Somos em sete filhos, com minha mãe, oito pessoas. Morávamos em uma casinha pequena, um dormindo em cima do outro. Meu tio, irmão da minha mãe, pagava luz e água. Não
tínhamos nada para comer em alguns dias e ele voltava do trabalho, via
que estávamos com fome, por volta de duas, três da tarde, e comprava
comida. Quando comecei no boxe, minha mãe não queria muito que eu seguisse. Ela me via osso e
pele, com fome, e chorava. Me oferecia comida, eu não aceitava. Ela
dizia que não era vida, que era para sair daquilo. E eu falava que ia conseguir. Fiquei porque queria realizar
meu sonho. Via minha mãe chorar por não ter uma casa. Essa
casa que construí para ela é tão importante quanto um pódio. A luta foi muito grande, por isso valeu mais que uma
medalha - garante Julião, que pagou R$ 100 mil em um terreno e teve que começar a obra do chão.
(Foto: Arquivo Pessoal)
O peso-mosca (até 52kg) estreia nos Jogos do Rio no dia 13 de agosto por ter ficado com uma das cinco vagas que o Brasil tem direito sendo país-sede. Julião tem passagem por Jogos Pan-Americanos, como Guadalajara 2011 e Toronto 2015, mas começou tarde no esporte. Tinha 20 anos e nunca havia pisado em um ringue ou calçado uma luva. Ao ver o irmão treinando em uma casinha de madeira, também no Guamá, resolveu se aventurar. A primeira experiência não foi boa, mas acabou servindo de empurrão para buscar uma estrutura melhor de treino e ajudar o destino. Na Associação de Boxe Rocky Balboa ele conheceu Jura, seu técnico desde então e até hoje na seleção brasileira.
- Meu
irmão treinava com o amigo dele em uma casa pequena, na mesma rua em
que eu morava. No início treinava
sem luva. Tênis eu conseguia uns
velhinhos, ou pedia para os meus irmãos. E ia levando. O espaço era pequeno, fui
fazer uma luvinha com meu irmão e meu rosto bateu em um prego que estava em
uma madeira da parede. Abriu meu supercílio. Foi quando procuramos uma
academia. E estou nela até hoje. Na época, havia outro boxeador de Belém, o
Joãozinho, que era da seleção brasileira. Ia enfrentá-lo pela primeira vez. Fui para o banheiro, tremia
igual vara verde. Ia lutar contra um cara da seleção... Mas, fui lá e
ganhei. Segurei os rounds iniciais, ele cansou e eu venci. Passei a
ganhar sempre e com o tempo fui para a seleção - se recorda o boxeador.

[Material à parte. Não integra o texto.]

// packages/telemetry-replay-engine/src/observability/mod.rs
//! Logging and metrics setup
//!
//! Logging goes through `tracing`; `RUST_LOG` overrides the configured level.
//! Metrics are recorded with the `metrics` facade everywhere and only
//! exported when a Prometheus listen address is configured.

use crate::utils::errors::{EngineError, Result};
use metrics::{describe_counter, describe_gauge};
use metrics_exporter_prometheus::PrometheusBuilder;
use serde::{Deserialize, Serialize};
use std::net::SocketAddr;
use tracing::info;
use tracing_subscriber::layer::SubscriberExt;
use tracing_subscriber::util::SubscriberInitExt;
use tracing_subscriber::{fmt, EnvFilter};

/// Logging configuration
#[derive(Debug, Clone, Serialize, Deserialize)]
#[serde(default)]
pub struct LoggingConfig {
    /// Default filter directive, e.g. `info` or `telemetry_replay_engine=debug`
    pub level: String,

    /// Emit JSON lines instead of human-readable output
    pub json: bool,
}

impl Default for LoggingConfig {
    fn default() -> Self {
        Self {
            level: "info".to_string(),
            json: false,
        }
    }
}

/// Metrics export configuration
#[derive(Debug, Clone, Default, Serialize, Deserialize)]
#[serde(default)]
pub struct MetricsConfig {
    /// Address for the Prometheus scrape endpoint; disabled when unset
    pub listen_addr: Option<String>,
}

/// Install the global tracing subscriber
pub fn init_tracing(config: &LoggingConfig) -> Result<()> {
    let filter = match EnvFilter::try_from_default_env() {
        Ok(filter) => filter,
        Err(_) => EnvFilter::try_new(&config.level).map_err(|e| {
            EngineError::InvalidConfig(format!("log level {:?}: {}", config.level, e))
        })?,
    };

    let registry = tracing_subscriber::registry().with(filter);
    let installed = if config.json {
        registry.with(fmt::layer().json()).try_init()
    } else {
        registry.with(fmt::layer()).try_init()
    };

    installed.map_err(|e| EngineError::InvalidConfig(format!("tracing subscriber: {}", e)))
}

/// Start the Prometheus exporter if an address is configured
///
/// Returns the bound scrape address, or `None` when export is disabled.
pub fn init_metrics(config: &MetricsConfig) -> Result<Option<SocketAddr>> {
    let Some(listen_addr) = config.listen_addr.as_deref() else {
        return Ok(None);
    };
    let addr: SocketAddr = listen_addr.parse().map_err(|e| {
        EngineError::InvalidConfig(format!("metrics listen address {:?}: {}", listen_addr, e))
    })?;

    PrometheusBuilder::new()
        .with_http_listener(addr)
        .install()
        .map_err(|e| EngineError::InvalidConfig(format!("prometheus exporter: {}", e)))?;
    register_metrics();

    info!("Prometheus metrics exported on http://{}/metrics", addr);
    Ok(Some(addr))
}

fn register_metrics() {
    describe_counter!(
        "replay_messages_recorded_total",
        "Messages appended to a recording session"
    );
    describe_counter!(
        "replay_invalid_messages_total",
        "Records skipped because they failed to decode"
    );
    describe_counter!("replay_chunks_written_total", "Chunk files persisted");
    describe_counter!(
        "replay_chunk_bytes_written_total",
        "Compressed bytes persisted in chunk files"
    );
    describe_counter!(
        "replay_messages_sent_total",
        "Messages delivered to replay clients"
    );
    describe_gauge!("replay_clients_active", "Connected replay clients");
}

adotado por medalhista olímpico
O caminho até os Jogos Olímpicos, porém, apenas começava.
Julião chegou à seleção pela primeira vez em 2007. Pegou o tempo das
vacas magras. A Confederação Brasileira de Boxe (CBBoxe) alimentava os
atletas mas só havia ajuda de custo para os titulares. Recém-chegado, passou dificuldades até se "adotado" em São Caetano, interior
de São Paulo, por Servílio de Oliveira, até então o único pugilista do
país a conquistar uma medalha olímpica, em 1968, na Cidade do México.
-
Em 2007, passei três meses sem ganhar nada, nem uma moeda. Mas falava para
minha mãe
que estava bem. Em 2008, voltei e foi a mesma coisa.
Era uma época difícil na seleção. Só os titulares, privilegiados,
ganhavam. O número dois ou três não ganhava nada. Quando viajava para competir,
a federação pedia uma ajuda para o
estado, o governo local, e alugavam um ônibus. Já fui de Belém para São Paulo
de ônibus, com dinheiro contado para competir, comer. Fazendo
conta o tempo inteiro para o dinheiro dar - diz o paraense.
Os resultados tornaram Julião titular. E o colocaram nas
Olimpíadas de Londres, em 2012, depois da vitória no Pré-Olímpico das Américas. Apesar da derrota na segunda luta,
fincou de vez seu nome na seleção brasileira. Casou-se com Priscila,
teve o filho Iuri, hoje com 3 anos, e agora, às vésperas dos Jogos do
Rio, alugou um quarto para a família perto do centro de treinamento da
seleção, em São Paulo. Com boas expectativas para as Olimpíadas, ele acredita que pode
brigar por medalha. Atual 16º do ranking mundial, o pugilista quer
surpreender. O cara que venceu a fome, realizou o sonho da mãe e não
seguiu o caminho da maioria dos amigos, presos ou assassinados, não se
intimida:
- Vou lutar bem, seja com quem for. Não penso em
perder. Essa é a minha Olimpíada, o meu ano. Vou com tudo para
conquistar uma medalha. Depois, vai ser só alegria. Se ganhar uma
medalha no Brasil, resolvo a minha vida. Posso garantir um salário futuro. Posso virar treinador também. Não sei fazer
muita coisa. Vou virar treinador, me dedicar... Essa é a minha última
Olimpíada, por isso não posso deixar passar.